Graphic novel illustrates horror of war

In the summer of 2006, just before the outbreak of war between Israel and Hezbollah, the family of French-Lebanese artist Joseph Safieddine traveled to the Lebanese port city of Tyre for vacation.

Safieddine, who was supposed to join his family members days later, was dumbfounded when he turned on his television in France to see the war begin to unfold in southern Lebanon where his family became trapped.

His new graphic novel, Yallah Bye (Nool Books, 2019), offers a chilling account of his family’s fate during the bombardment, and a painful reminder of the human cost of war at a time of rising tensions in the Middle East. 

allah Bye was first published in French in 2015, then in English in 2017. And finally, this week, in Arabic. Publishing house Nool Books, located between Paris, Beirut, and Cairo, has already released several Arabic translations of graphic novels, originally in Dutch, French, and Italian. This time, it is a story set in an Arabic country. 

Safieddine, who wrote the dialogues and storyline, collaborated with acclaimed South Korean comics creator Kyungeun Park to create detailed and colorful illustrations of Tyre’s street life, souk, buildings, and sea.

Yallah Bye can be described as a psychological or chamber drama. It focuses on the fate of the Chawadi family, who become engulfed in a war that no one saw coming.

Safieddine brilliantly captures the nonchalance of Lebanese friends and relatives in the south, who assure the Chawadis they are used to Israeli attacks and they will be over in no time. Yet with the intensification of the air bombardments, the mood slowly and gloomily shifts and takes its toll visually on the family.

The plot and drawings oscillate between Lebanon and France.

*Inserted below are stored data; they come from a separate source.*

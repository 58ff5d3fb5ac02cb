// SPDX-License-Identifier: BUSL-1.1
// Copyright (c) 2026 Alfred Jean LLC

use std::sync::Arc;

use axum::extract::State;
use axum::http::{HeaderMap, Request};
use axum::middleware::Next;
use axum::response::{IntoResponse, Response};

use crate::error::ApiError;
use crate::state::AppState;

/// Constant-time string comparison to prevent timing side-channel attacks.
fn constant_time_eq(a: &str, b: &str) -> bool {
    let a = a.as_bytes();
    let b = b.as_bytes();
    if a.len() != b.len() {
        return false;
    }
    let mut acc = 0u8;
    for (x, y) in a.iter().zip(b.iter()) {
        acc |= x ^ y;
    }
    acc == 0
}

/// Validate a Bearer token from HTTP headers.
pub fn validate_bearer(headers: &HeaderMap, expected: Option<&str>) -> Result<(), ApiError> {
    let expected = match expected {
        Some(token) => token,
        None => return Ok(()),
    };

    let header = headers
        .get("authorization")
        .and_then(|v| v.to_str().ok())
        .ok_or(ApiError::Unauthorized)?;

    let token = header.strip_prefix("Bearer ").ok_or(ApiError::Unauthorized)?;
    if constant_time_eq(token, expected) {
        Ok(())
    } else {
        Err(ApiError::Unauthorized)
    }
}

/// Validate a WebSocket token supplied as a `?token=` query parameter.
pub fn validate_ws_token(token: Option<&str>, expected: Option<&str>) -> Result<(), ApiError> {
    let expected = match expected {
        Some(token) => token,
        None => return Ok(()),
    };
    match token {
        Some(token) if constant_time_eq(token, expected) => Ok(()),
        _ => Err(ApiError::Unauthorized),
    }
}

/// Axum middleware enforcing Bearer auth.
///
/// Exempt: `/health` and WebSocket upgrades (`/ws/`), whose auth runs in the
/// WS handler via query param.
pub async fn auth_layer(
    State(state): State<Arc<AppState>>,
    req: Request<axum::body::Body>,
    next: Next,
) -> Response {
    let path = req.uri().path();
    if path == "/health" || path.starts_with("/ws/") {
        return next.run(req).await;
    }

    let expected = state.effective_auth_token().await;
    if let Err(code) = validate_bearer(req.headers(), expected.as_deref()) {
        return code.to_http_response("missing or invalid bearer token").into_response();
    }

    next.run(req).await
}

#[cfg(test)]
#[path = "auth_tests.rs"]
mod tests;
// SPDX-License-Identifier: BUSL-1.1
// Copyright (c) 2026 Alfred Jean LLC

use super::*;

fn registry() -> (tempfile::TempDir, DeviceRegistry) {
    let dir = tempfile::tempdir().expect("tempdir");
    let registry = DeviceRegistry::new(dir.path().join("devices.json"));
    (dir, registry)
}

#[tokio::test]
async fn register_and_list() {
    let (_dir, registry) = registry();
    registry
        .upsert("inst-1", "iphone", Some("My Phone"), Some("https://relay/push/p1/s1"))
        .await
        .expect("upsert");

    let devices = registry.list(None).await.expect("list");
    assert_eq!(devices.len(), 1);
    assert_eq!(devices[0].installation_id, "inst-1");
    assert_eq!(devices[0].device_name.as_deref(), Some("My Phone"));
    assert_eq!(devices[0].push_url, "https://relay/push/p1/s1");
}

#[tokio::test]
async fn new_device_requires_push_url() {
    let (_dir, registry) = registry();
    let result = registry.upsert("inst-1", "iphone", None, None).await;
    assert!(result.is_err());
    assert!(registry.list(None).await.expect("list").is_empty());
}

#[tokio::test]
async fn upsert_updates_existing_without_push_url() {
    let (_dir, registry) = registry();
    registry
        .upsert("inst-1", "iphone", None, Some("https://relay/push/p1/s1"))
        .await
        .expect("first upsert");
    registry
        .upsert("inst-1", "iphone", Some("Renamed"), None)
        .await
        .expect("rename");

    let devices = registry.list(None).await.expect("list");
    assert_eq!(devices.len(), 1);
    assert_eq!(devices[0].device_name.as_deref(), Some("Renamed"));
    // push_url survives the name-only update.
    assert_eq!(devices[0].push_url, "https://relay/push/p1/s1");
}

#[tokio::test]
async fn filter_matches_name_or_type() {
    let (_dir, registry) = registry();
    registry
        .upsert("inst-1", "iphone", Some("Phone"), Some("https://relay/push/p1/s1"))
        .await
        .expect("upsert");
    registry
        .upsert("inst-2", "mac", Some("Desk"), Some("https://relay/push/p2/s2"))
        .await
        .expect("upsert");

    assert_eq!(registry.list(Some("iphone")).await.expect("list").len(), 1);
    assert_eq!(registry.list(Some("Desk")).await.expect("list").len(), 1);
    assert_eq!(registry.list(Some("ipad")).await.expect("list").len(), 0);
}

#[tokio::test]
async fn remove_deletes_binding() {
    let (_dir, registry) = registry();
    registry
        .upsert("inst-1", "iphone", None, Some("https://relay/push/p1/s1"))
        .await
        .expect("upsert");

    assert!(registry.remove("inst-1").await.expect("remove"));
    assert!(!registry.remove("inst-1").await.expect("second remove"));
    assert!(registry.list(None).await.expect("list").is_empty());
}

#[tokio::test]
async fn registry_file_is_owner_only() {
    use std::os::unix::fs::PermissionsExt;

    let (dir, registry) = registry();
    registry
        .upsert("inst-1", "iphone", None, Some("https://relay/push/p1/s1"))
        .await
        .expect("upsert");

    let meta = std::fs::metadata(dir.path().join("devices.json")).expect("metadata");
    assert_eq!(meta.permissions().mode() & 0o777, 0o600);
}

#[tokio::test]
async fn no_partial_file_is_left_behind() {
    let (dir, registry) = registry();
    registry
        .upsert("inst-1", "iphone", None, Some("https://relay/push/p1/s1"))
        .await
        .expect("upsert");

    // Only the final file exists; the temp file was renamed away.
    let names: Vec<String> = std::fs::read_dir(dir.path())
        .expect("read_dir")
        .filter_map(|e| e.ok())
        .map(|e| e.file_name().to_string_lossy().into_owned())
        .collect();
    assert_eq!(names, vec!["devices.json".to_owned()]);
}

While in Tyre, the Chawadis flee from one neighborhood to the next, until they seek refuge in the Christian quarter of the city.

Their eldest son Gabriel, inspired by the author himself, follows the news in France, desperately trying to reach his father on the phone. Growing frustrated and desperate, he takes his anger out on friends, his dog, and writes a letter to then-French President Jacques Chirac, asking him to intervene as he spends the day trying to calm concerned relatives and friends on the phone.

The publication of the Arabic version comes at a time of rising tensions between the United States and Iran, which have sparked fresh fears that a new proxy war could break out in the Middle East like the one in 2006, and with devastating impact.

Yallah Bye contains no graphic scenes of violence and death. Tragedy unfolds on the TV screens while Mustapha, the father, watches the news with his neighbors.

The gruesome war is not just embodied by the terrible noise and shuttering the rockets provoke, while they land incessantly nearby. War means scarce food and water, unbearable heat, constant power cuts, sleepless nights, nervous breakdowns and endless bickering between Mustapha and his wife Anna, who are being pushed to their limits. 

The distant and sometimes near cries of civilians mourning the loss of their loved ones chill them to the bone. Their dilapidated state and psychological horrors are brilliantly portrayed by Park, who accomplishes the tremendous feat of conveying their physical decline.

In one scene, as the four family members lie stretched on a mattress, trying in vain to sleep, illustrator Park captures the agonizing heat by crafting the dripping sweat on their sulky long faces tempered with red. Their physiognomy is credibly altered from how they appear at the beginning of the book and during the 12 days they were exposed to the attacks.

Comforting smoke clouds

Park also humanely portrays uncontrolled farts, scratches, the lack of hygiene with the absence of fresh clothes, and how Mustapha and his male friends drown their sorrows in the comforting smoke clouds of their hookahs. 

The author Safieddine elaborates how endurance, fear, shame and guilt determine Mustapha’s actions. Part of the novel deals with his guilt for abandoning his home country as a teenager during the Civil War 1975 to 1990. Safieddine subtly portrays how, driven by shame, he risks putting the lives of his family and his neighbors on the line by thinking of helping Lebanese resistance fighters.

His teenage years in Lebanon are elaborated in black and white flashbacks that capture the helplessness of individuals in the face of a much mightier war machine, which could crush entire lives for generations ahead.